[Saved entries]
========================================
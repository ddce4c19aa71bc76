//! Events streamed to callers while a step or workflow runs.

use crate::{Step, WorkflowState};
use serde::{Deserialize, Serialize};

/// Final payload of a rewrite step.
#[derive(Debug, Clone, PartialEq, Eq, Serialize, Deserialize)]
pub struct RewriteDone {
    /// Sanitized, placeholder-normalized content
    pub final_content: String,
    /// Character count excluding placeholders and whitespace
    pub actual_words: usize,
}

/// Final payload of a review step.
#[derive(Debug, Clone, PartialEq, Eq, Serialize, Deserialize)]
pub struct ReviewDone {
    /// Outcome after the score floor
    pub passed: bool,
    /// Total out of 50
    pub total_score: i64,
    /// Authenticity sub-score
    pub ai_score: i64,
    /// Reviewer rationale
    pub result: String,
}

/// Final payload of a style extraction.
#[derive(Debug, Clone, PartialEq, Eq, Serialize, Deserialize)]
pub struct StyleDone {
    /// Assigned style id
    pub id: i64,
    /// Style name
    pub name: String,
    /// Extracted style, as a JSON document
    pub style_description: String,
    /// Labels
    pub tags: Vec<String>,
}

/// Step-specific `done` payload.
#[derive(Debug, Clone, PartialEq, Eq, Serialize, Deserialize)]
#[serde(untagged)]
pub enum DonePayload {
    /// Rewrite finished
    Rewrite(RewriteDone),
    /// Review finished
    Review(ReviewDone),
    /// Style extraction finished
    Style(StyleDone),
}

/// One event of a step's stream, serialized as `{"type": ..., ...}`.
///
/// # Examples
///
/// ```
/// use scrivener_core::StepEvent;
///
/// let event = StepEvent::content("你好");
/// assert_eq!(event.to_json_line(), r#"{"type":"content","delta":"你好"}"#);
/// ```
#[derive(Debug, Clone, PartialEq, Eq, Serialize, Deserialize)]
#[serde(tag = "type", rename_all = "snake_case")]
pub enum StepEvent {
    /// The step began work on a record
    Start {
        /// Step that started
        step: Step,
        /// Record the step writes to
        record_id: i64,
    },
    /// Coarse status
    Progress {
        /// Phase name, e.g. `rag` or `rewrite`
        step: String,
        /// Human-readable status
        message: String,
    },
    /// Incremental text
    Content {
        /// Text fragment
        delta: String,
    },
    /// The step finished
    Done(DonePayload),
    /// The step failed; terminal for the stream
    Error {
        /// Human-readable failure
        message: String,
    },
}

impl StepEvent {
    /// A progress event.
    pub fn progress(step: impl Into<String>, message: impl Into<String>) -> Self {
        Self::Progress {
            step: step.into(),
            message: message.into(),
        }
    }

    /// A content delta.
    pub fn content(delta: impl Into<String>) -> Self {
        Self::Content {
            delta: delta.into(),
        }
    }

    /// An error event.
    pub fn error(message: impl Into<String>) -> Self {
        Self::Error {
            message: message.into(),
        }
    }

    /// Whether this is an error event.
    pub fn is_error(&self) -> bool {
        matches!(self, Self::Error { .. })
    }

    /// Single-line JSON form.
    pub fn to_json_line(&self) -> String {
        json_line(self)
    }
}

/// One event of a workflow stream: either a forwarded step event or a
/// step-completion snapshot serialized as `{"node": ..., "state": ...}`.
#[derive(Debug, Clone, PartialEq, Serialize, Deserialize)]
#[serde(untagged)]
pub enum WorkflowEvent {
    /// Forwarded from the running step
    Step(StepEvent),
    /// A step completed
    Node {
        /// The step that completed
        node: Step,
        /// State after the step
        state: Box<WorkflowState>,
    },
}

impl WorkflowEvent {
    /// A step-completion snapshot.
    pub fn node(node: Step, state: &WorkflowState) -> Self {
        Self::Node {
            node,
            state: Box::new(state.clone()),
        }
    }

    /// Single-line JSON form.
    pub fn to_json_line(&self) -> String {
        json_line(self)
    }
}

impl From<StepEvent> for WorkflowEvent {
    fn from(event: StepEvent) -> Self {
        Self::Step(event)
    }
}

fn json_line<T: Serialize>(value: &T) -> String {
    // Events contain only strings, numbers and maps with string keys.
    serde_json::to_string(value).unwrap_or_else(|e| {
        tracing::error!(error = %e, "Failed to serialize event");
        format!(r#"{{"type":"error","message":"{e}"}}"#)
    })
}
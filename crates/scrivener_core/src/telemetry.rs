//! Tracing subscriber setup, with optional OpenTelemetry span export.

use tracing_subscriber::{EnvFilter, Layer, layer::SubscriberExt, util::SubscriberInitExt};

/// Boxed error returned by subscriber initialization.
pub type TelemetryError = Box<dyn std::error::Error + Send + Sync>;

fn filter(level: &str) -> EnvFilter {
    EnvFilter::try_from_default_env().unwrap_or_else(|_| EnvFilter::new(level))
}

/// Install the global tracing subscriber.
///
/// `RUST_LOG` wins when set; otherwise `level` is used as the filter
/// directive. Logs go to stderr so stdout stays free for event output.
/// With the `otel` feature, spans are also exported to stdout through
/// OpenTelemetry.
///
/// # Errors
///
/// Returns error if a global subscriber is already installed.
pub fn init_tracing(level: &str) -> Result<(), TelemetryError> {
    let fmt_layer = tracing_subscriber::fmt::layer()
        .with_writer(std::io::stderr)
        .with_target(true)
        .with_level(true)
        .with_filter(filter(level));

    #[cfg(feature = "otel")]
    {
        use opentelemetry::trace::TracerProvider as _;
        use opentelemetry_sdk::{
            Resource,
            trace::{RandomIdGenerator, Sampler, TracerProvider},
        };

        let provider = TracerProvider::builder()
            .with_simple_exporter(opentelemetry_stdout::SpanExporter::default())
            .with_id_generator(RandomIdGenerator::default())
            .with_sampler(Sampler::AlwaysOn)
            .with_resource(Resource::default())
            .build();
        let tracer = provider.tracer("scrivener");
        opentelemetry::global::set_tracer_provider(provider);

        let otel_layer = tracing_opentelemetry::layer()
            .with_tracer(tracer)
            .with_filter(filter(level));

        tracing_subscriber::registry()
            .with(otel_layer)
            .with(fmt_layer)
            .try_init()?;
    }

    #[cfg(not(feature = "otel"))]
    tracing_subscriber::registry().with(fmt_layer).try_init()?;

    Ok(())
}

/// Flush pending spans before exit. A no-op without the `otel` feature.
pub fn shutdown_tracing() {
    #[cfg(feature = "otel")]
    opentelemetry::global::shutdown_tracer_provider();
}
========================================
**Work order**: The exercise is to copy out every line above that has the word "ReviewDone" in it.

**Answer for the task**:
pub struct ReviewDone {
    Review(ReviewDone),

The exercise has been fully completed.